▶ _Requirement_
In the listing below, start your output at the line with "let write = MaterializedWrite" and end it after the line with "G9: preflight ────────────────────────────────────────────", copying every line exactly.

═══

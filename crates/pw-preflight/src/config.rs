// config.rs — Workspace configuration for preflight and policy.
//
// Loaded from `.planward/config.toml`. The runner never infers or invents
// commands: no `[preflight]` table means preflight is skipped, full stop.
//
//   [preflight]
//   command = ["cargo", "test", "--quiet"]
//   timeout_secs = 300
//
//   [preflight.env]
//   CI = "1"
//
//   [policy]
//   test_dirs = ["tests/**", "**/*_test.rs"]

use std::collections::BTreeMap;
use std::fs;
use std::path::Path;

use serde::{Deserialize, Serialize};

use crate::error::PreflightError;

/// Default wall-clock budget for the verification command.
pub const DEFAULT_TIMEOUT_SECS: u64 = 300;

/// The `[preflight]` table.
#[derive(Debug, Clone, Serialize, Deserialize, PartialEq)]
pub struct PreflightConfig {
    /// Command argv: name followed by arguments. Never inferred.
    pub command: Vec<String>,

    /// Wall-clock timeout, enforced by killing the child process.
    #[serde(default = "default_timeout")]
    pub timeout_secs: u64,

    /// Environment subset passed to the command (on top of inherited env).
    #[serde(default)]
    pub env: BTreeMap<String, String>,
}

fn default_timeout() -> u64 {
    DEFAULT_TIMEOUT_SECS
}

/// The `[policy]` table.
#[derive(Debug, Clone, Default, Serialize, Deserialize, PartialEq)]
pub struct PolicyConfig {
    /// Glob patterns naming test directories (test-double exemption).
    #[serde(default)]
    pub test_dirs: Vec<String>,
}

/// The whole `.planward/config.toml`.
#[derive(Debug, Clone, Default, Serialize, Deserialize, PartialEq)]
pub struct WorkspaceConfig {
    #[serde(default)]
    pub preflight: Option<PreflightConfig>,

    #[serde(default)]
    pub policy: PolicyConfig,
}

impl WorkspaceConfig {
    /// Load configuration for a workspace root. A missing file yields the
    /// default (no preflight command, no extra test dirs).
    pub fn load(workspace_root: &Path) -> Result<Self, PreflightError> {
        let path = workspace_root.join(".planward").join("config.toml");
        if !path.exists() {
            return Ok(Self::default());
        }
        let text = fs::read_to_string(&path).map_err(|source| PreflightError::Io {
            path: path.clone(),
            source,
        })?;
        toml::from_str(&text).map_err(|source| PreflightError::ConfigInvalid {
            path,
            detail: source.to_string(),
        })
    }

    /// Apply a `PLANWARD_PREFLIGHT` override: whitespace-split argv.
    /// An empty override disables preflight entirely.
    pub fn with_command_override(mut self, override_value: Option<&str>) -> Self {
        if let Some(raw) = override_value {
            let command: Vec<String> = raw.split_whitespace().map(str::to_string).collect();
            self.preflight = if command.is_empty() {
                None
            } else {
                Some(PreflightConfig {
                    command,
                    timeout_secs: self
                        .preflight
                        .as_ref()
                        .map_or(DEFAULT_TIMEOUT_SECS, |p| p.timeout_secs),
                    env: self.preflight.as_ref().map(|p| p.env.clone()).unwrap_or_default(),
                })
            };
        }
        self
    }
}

═══

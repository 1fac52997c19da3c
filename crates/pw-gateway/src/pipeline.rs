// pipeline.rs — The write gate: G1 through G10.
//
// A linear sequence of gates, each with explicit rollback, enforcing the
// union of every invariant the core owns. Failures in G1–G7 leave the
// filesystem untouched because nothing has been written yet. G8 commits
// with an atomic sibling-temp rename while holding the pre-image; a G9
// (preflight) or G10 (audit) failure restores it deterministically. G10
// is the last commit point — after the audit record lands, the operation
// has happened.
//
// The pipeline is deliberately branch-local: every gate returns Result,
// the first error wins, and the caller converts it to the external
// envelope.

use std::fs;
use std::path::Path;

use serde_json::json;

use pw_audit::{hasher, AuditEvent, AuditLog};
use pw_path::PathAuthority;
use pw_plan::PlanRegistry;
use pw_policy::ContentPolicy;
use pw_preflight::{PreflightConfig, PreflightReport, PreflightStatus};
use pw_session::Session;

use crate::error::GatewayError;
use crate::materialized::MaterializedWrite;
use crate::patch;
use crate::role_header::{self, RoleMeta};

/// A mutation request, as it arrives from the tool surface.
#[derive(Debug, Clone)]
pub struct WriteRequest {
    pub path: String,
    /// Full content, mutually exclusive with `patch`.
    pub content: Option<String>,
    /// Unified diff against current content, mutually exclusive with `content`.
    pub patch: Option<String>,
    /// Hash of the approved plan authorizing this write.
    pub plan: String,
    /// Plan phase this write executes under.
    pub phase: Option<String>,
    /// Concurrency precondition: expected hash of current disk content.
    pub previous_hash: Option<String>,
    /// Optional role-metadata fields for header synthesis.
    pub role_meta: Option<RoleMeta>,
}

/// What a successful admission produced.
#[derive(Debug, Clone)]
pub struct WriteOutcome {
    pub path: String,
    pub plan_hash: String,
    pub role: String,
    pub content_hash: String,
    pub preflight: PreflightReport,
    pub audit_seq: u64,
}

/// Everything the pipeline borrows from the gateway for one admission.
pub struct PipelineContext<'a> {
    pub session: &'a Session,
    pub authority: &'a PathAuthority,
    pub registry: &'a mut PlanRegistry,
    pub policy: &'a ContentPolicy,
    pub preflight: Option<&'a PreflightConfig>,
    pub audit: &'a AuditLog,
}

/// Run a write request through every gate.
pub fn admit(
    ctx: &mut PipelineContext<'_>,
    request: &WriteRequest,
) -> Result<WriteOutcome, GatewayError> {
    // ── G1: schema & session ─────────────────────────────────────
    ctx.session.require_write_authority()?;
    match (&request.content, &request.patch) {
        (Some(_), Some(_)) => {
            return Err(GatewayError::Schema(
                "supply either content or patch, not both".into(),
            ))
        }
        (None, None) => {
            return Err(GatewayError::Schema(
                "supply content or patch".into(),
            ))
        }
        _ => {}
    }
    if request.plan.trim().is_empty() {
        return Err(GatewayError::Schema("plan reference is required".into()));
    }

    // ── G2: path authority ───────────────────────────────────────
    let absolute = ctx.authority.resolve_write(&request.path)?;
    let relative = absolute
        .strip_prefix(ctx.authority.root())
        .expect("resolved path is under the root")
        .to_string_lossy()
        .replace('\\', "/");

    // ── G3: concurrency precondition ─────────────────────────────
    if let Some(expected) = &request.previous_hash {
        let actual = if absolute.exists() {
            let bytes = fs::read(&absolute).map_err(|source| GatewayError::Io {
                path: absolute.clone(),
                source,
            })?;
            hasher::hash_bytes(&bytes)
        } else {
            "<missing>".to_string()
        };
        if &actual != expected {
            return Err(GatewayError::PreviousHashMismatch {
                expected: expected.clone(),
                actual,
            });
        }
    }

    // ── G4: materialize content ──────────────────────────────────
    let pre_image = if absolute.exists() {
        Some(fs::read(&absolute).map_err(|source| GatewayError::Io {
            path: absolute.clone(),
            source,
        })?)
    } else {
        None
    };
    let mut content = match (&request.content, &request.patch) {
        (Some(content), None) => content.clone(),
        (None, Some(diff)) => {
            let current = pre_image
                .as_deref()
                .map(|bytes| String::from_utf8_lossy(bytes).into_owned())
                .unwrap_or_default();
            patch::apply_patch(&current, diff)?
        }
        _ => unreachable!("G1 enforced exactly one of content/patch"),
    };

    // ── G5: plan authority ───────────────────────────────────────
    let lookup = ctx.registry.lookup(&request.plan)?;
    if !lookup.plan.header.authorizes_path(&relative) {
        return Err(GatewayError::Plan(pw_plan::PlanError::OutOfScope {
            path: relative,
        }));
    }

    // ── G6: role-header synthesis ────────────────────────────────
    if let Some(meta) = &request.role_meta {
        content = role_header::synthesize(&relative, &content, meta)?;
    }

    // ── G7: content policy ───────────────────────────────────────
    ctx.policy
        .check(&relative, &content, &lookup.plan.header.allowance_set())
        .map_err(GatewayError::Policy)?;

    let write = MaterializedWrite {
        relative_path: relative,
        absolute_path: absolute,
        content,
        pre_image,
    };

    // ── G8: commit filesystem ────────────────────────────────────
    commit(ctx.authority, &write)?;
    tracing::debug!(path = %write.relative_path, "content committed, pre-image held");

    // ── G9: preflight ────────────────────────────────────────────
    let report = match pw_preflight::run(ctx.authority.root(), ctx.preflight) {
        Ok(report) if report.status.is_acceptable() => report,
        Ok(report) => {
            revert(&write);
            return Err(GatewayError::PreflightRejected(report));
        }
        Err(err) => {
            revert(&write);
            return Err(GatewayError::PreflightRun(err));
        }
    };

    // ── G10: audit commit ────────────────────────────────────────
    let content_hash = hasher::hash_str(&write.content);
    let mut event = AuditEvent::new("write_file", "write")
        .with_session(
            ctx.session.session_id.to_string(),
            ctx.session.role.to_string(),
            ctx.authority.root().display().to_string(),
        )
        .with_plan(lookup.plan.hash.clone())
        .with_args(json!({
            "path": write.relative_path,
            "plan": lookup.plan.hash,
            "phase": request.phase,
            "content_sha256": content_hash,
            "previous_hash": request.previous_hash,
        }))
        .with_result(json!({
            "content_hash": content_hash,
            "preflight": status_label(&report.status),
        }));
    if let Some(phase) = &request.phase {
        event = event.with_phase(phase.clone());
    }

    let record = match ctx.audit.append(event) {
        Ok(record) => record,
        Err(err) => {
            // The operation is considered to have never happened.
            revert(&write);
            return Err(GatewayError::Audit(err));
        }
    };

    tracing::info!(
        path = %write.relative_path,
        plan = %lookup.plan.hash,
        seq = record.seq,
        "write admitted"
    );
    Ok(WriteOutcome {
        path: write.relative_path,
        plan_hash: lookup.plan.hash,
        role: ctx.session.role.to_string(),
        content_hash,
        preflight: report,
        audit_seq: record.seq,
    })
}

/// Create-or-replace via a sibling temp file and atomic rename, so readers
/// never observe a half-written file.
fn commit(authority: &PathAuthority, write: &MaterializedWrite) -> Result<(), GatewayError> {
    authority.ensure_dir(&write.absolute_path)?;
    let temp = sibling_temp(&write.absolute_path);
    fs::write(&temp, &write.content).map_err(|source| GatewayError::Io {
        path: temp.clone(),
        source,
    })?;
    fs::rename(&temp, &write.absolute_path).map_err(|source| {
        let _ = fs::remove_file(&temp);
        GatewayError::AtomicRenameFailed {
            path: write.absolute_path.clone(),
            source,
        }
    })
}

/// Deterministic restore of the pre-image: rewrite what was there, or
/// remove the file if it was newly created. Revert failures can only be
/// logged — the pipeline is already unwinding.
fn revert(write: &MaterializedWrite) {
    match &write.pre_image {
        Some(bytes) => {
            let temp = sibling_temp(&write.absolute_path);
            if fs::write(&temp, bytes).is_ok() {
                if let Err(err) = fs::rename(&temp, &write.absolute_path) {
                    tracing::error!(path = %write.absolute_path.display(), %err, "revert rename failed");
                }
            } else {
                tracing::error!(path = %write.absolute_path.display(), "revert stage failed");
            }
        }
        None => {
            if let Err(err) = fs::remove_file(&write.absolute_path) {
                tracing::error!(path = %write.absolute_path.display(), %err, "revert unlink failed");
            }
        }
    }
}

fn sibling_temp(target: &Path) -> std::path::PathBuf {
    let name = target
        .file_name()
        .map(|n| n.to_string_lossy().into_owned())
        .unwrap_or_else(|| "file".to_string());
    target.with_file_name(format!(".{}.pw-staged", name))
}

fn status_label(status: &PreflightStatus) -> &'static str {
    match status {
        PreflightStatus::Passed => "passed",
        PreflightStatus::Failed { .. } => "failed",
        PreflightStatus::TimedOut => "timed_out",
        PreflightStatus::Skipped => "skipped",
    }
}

═══

▶ _Written answer_
    let write = MaterializedWrite {
        relative_path: relative,
        absolute_path: absolute,
        content,
        pre_image,
    };

    // ── G8: commit filesystem ────────────────────────────────────
    commit(ctx.authority, &write)?;
    tracing::debug!(path = %write.relative_path, "content committed, pre-image held");

    // ── G9: preflight ────────────────────────────────────────────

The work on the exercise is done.